ACTIVITY:
Whenever the word "PathBuf" turns up in a line of the data below, copy that line.

THE RECORDS:
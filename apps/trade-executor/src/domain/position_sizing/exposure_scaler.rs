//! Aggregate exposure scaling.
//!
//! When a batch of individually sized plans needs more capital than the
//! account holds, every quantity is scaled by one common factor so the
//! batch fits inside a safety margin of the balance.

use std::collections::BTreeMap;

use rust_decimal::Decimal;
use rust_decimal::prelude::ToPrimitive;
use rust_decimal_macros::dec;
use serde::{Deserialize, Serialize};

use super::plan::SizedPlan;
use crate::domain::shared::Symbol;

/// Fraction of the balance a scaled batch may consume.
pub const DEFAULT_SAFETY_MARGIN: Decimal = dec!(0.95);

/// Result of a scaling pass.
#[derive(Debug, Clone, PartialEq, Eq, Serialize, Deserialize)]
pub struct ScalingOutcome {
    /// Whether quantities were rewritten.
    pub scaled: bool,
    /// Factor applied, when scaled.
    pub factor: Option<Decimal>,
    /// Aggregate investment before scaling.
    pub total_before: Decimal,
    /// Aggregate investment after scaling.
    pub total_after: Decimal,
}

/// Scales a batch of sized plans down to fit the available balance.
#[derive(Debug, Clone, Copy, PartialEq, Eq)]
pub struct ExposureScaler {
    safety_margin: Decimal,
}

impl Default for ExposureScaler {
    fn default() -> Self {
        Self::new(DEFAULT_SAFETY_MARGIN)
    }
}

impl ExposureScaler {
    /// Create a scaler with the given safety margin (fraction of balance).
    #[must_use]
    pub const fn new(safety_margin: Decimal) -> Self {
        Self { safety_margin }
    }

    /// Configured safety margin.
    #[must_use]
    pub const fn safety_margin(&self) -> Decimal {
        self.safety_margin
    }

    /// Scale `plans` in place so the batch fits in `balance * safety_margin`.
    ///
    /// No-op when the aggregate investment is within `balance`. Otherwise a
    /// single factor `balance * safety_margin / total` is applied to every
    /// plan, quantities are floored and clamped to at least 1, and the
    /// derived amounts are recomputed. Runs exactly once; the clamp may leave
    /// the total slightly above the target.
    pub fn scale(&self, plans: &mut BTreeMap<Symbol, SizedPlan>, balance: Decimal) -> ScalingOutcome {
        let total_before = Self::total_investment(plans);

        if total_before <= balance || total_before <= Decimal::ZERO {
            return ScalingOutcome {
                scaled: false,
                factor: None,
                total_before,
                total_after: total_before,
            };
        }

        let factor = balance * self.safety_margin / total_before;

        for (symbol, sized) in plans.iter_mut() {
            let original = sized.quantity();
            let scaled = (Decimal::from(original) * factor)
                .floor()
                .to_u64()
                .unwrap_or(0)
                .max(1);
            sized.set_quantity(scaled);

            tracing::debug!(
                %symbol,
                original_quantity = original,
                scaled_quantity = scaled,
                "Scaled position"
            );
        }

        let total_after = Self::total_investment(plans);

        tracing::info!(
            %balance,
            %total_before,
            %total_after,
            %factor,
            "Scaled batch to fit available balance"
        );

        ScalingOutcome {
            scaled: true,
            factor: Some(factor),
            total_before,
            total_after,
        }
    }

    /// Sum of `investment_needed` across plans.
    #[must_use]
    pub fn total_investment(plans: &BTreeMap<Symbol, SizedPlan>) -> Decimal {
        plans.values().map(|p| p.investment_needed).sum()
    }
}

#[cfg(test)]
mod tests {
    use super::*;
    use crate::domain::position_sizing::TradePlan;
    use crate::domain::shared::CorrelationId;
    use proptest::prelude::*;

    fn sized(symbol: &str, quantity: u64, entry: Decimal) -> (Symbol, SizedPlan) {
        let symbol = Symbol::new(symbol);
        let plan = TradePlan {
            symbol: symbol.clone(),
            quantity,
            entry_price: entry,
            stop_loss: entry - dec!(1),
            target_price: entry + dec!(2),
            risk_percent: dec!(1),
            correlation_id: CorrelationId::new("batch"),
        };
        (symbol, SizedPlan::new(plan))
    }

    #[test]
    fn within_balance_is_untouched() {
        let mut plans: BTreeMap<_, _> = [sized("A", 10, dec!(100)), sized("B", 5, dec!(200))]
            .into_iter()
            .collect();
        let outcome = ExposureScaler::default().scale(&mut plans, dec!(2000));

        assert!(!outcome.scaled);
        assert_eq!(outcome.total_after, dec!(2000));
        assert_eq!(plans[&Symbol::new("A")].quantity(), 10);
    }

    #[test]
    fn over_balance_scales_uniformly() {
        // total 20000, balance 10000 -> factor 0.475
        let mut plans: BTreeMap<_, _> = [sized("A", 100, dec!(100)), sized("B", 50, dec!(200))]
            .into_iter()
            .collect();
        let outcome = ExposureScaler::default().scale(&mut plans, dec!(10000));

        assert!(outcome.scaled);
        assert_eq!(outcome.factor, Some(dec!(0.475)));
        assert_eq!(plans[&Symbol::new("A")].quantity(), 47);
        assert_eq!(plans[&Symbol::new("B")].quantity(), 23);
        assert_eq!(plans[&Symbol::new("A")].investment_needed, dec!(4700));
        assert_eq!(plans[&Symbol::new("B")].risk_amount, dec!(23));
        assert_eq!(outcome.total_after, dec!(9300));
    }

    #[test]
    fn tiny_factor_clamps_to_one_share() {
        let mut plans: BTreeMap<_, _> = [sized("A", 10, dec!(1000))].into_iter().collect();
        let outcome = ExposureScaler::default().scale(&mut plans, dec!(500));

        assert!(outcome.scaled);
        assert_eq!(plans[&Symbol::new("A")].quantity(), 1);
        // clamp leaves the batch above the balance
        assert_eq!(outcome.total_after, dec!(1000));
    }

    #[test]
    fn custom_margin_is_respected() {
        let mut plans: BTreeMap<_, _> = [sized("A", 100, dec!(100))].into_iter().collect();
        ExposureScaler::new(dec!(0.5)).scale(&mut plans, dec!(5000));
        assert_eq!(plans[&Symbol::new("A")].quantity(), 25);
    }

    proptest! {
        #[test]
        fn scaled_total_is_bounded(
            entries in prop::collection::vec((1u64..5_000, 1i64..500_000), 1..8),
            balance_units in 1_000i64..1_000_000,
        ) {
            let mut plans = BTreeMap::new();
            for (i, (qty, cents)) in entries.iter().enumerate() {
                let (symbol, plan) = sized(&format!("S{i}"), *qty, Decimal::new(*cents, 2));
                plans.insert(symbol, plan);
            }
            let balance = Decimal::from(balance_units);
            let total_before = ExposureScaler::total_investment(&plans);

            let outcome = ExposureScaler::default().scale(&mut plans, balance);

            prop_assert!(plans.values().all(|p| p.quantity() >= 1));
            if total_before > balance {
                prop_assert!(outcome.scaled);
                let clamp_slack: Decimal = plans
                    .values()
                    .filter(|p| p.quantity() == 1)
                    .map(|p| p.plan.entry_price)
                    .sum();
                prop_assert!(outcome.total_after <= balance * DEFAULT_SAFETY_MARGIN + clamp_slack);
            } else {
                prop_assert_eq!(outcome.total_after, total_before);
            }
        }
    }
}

* * *

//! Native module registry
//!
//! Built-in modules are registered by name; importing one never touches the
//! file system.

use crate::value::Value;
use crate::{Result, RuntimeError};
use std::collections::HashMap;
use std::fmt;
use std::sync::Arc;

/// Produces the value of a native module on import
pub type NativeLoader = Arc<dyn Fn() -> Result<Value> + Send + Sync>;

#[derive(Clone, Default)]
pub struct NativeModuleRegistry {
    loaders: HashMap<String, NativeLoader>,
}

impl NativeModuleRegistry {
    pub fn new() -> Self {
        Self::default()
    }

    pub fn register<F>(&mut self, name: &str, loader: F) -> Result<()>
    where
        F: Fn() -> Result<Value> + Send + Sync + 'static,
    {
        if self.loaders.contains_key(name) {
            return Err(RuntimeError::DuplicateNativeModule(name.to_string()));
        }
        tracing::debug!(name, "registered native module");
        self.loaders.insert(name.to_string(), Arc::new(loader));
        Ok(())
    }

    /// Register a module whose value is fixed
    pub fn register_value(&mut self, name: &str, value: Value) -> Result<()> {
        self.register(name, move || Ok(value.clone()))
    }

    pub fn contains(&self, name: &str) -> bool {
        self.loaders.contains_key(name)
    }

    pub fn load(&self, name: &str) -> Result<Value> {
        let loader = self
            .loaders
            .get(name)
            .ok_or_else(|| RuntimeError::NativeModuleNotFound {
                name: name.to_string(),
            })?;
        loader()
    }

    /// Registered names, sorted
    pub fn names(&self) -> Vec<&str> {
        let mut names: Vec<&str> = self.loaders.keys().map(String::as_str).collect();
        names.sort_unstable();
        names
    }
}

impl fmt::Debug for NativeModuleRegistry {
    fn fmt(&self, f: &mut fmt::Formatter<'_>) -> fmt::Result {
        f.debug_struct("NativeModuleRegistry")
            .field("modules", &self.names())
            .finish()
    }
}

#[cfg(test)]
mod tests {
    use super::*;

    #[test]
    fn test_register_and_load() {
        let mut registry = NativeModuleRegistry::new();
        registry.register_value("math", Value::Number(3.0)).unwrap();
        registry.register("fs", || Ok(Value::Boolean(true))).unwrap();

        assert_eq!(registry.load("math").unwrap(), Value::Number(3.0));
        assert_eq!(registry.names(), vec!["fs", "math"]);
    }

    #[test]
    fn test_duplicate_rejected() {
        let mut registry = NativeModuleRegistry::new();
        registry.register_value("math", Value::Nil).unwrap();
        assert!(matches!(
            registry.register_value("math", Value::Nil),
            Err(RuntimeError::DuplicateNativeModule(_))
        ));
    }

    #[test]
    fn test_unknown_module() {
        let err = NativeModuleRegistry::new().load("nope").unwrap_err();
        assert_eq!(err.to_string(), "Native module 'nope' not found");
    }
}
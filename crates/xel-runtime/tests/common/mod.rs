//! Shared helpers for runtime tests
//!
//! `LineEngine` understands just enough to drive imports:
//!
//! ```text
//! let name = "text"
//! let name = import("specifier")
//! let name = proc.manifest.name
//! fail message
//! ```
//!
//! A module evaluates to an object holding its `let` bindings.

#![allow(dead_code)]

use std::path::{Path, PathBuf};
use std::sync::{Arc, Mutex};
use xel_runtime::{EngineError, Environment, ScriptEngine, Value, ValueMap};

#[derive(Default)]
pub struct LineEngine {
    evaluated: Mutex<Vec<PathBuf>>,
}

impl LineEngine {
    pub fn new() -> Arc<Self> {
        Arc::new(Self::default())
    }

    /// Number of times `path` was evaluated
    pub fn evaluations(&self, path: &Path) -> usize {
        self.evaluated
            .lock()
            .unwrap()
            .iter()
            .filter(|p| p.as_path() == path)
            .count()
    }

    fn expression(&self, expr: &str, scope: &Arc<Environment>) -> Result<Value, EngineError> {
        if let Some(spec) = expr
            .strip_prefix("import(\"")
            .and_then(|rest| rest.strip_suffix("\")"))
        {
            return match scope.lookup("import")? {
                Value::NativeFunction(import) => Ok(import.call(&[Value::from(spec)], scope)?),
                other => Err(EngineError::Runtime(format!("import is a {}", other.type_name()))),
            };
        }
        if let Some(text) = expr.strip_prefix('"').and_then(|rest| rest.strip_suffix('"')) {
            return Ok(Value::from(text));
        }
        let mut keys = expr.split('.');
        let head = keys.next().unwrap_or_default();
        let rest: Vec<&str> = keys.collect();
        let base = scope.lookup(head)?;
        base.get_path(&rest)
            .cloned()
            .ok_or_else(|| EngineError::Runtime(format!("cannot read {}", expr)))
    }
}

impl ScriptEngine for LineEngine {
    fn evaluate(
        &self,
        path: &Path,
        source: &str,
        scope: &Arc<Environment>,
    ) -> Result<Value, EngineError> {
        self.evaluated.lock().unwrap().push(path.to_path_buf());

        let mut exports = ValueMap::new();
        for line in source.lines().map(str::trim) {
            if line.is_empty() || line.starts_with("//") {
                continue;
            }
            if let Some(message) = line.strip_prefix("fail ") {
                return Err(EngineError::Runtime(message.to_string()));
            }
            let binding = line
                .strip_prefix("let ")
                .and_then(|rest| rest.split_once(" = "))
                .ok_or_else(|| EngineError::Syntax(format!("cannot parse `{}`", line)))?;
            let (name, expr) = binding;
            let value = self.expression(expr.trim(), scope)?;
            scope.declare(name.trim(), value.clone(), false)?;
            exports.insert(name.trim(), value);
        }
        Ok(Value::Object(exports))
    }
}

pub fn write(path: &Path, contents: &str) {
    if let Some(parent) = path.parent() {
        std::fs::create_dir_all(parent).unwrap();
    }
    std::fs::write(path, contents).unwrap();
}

==

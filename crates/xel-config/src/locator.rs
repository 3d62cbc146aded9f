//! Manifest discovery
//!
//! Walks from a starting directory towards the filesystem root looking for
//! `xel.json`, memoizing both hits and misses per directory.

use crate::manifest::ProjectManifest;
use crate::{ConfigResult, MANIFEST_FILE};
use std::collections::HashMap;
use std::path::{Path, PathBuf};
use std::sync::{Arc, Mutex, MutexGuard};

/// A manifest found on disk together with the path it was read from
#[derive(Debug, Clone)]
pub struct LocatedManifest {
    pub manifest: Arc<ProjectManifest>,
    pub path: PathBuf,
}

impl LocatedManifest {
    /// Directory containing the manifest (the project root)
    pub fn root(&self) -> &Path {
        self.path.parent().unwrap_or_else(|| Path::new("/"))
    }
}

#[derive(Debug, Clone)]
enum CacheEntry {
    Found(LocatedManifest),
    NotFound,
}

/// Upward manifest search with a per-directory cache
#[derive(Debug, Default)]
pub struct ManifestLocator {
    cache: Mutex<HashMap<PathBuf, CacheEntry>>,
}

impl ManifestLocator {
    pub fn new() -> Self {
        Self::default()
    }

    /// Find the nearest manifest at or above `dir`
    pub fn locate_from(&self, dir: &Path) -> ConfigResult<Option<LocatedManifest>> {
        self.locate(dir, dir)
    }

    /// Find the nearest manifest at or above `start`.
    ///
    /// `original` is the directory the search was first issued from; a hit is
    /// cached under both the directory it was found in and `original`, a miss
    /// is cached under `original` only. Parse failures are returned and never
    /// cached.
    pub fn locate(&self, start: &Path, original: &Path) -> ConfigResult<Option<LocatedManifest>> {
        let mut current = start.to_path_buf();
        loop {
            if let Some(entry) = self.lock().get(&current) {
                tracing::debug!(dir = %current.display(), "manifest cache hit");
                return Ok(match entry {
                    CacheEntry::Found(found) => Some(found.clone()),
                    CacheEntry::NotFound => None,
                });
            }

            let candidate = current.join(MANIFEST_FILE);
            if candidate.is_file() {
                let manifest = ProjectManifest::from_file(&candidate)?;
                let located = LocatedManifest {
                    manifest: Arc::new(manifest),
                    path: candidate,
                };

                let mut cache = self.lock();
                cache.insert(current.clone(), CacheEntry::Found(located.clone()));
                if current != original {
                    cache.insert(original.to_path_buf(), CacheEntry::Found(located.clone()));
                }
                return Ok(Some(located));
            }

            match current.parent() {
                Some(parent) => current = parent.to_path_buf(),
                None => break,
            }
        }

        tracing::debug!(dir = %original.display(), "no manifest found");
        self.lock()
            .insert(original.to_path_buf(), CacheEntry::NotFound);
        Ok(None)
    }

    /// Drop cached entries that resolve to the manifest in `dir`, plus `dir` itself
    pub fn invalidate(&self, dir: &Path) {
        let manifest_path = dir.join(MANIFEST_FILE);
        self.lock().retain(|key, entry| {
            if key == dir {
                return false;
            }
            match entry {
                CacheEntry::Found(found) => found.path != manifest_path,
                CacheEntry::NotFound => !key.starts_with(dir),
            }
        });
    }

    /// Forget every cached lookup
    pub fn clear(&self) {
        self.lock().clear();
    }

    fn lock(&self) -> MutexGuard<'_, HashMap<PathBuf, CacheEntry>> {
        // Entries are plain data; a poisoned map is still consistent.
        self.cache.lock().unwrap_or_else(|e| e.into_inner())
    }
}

SOLUTION TO THE EXERCISE:
use std::path::{Path, PathBuf};
    evaluated: Mutex<Vec<PathBuf>>,
use std::path::{Path, PathBuf};
    pub path: PathBuf,
    cache: Mutex<HashMap<PathBuf, CacheEntry>>,
    fn lock(&self) -> MutexGuard<'_, HashMap<PathBuf, CacheEntry>> {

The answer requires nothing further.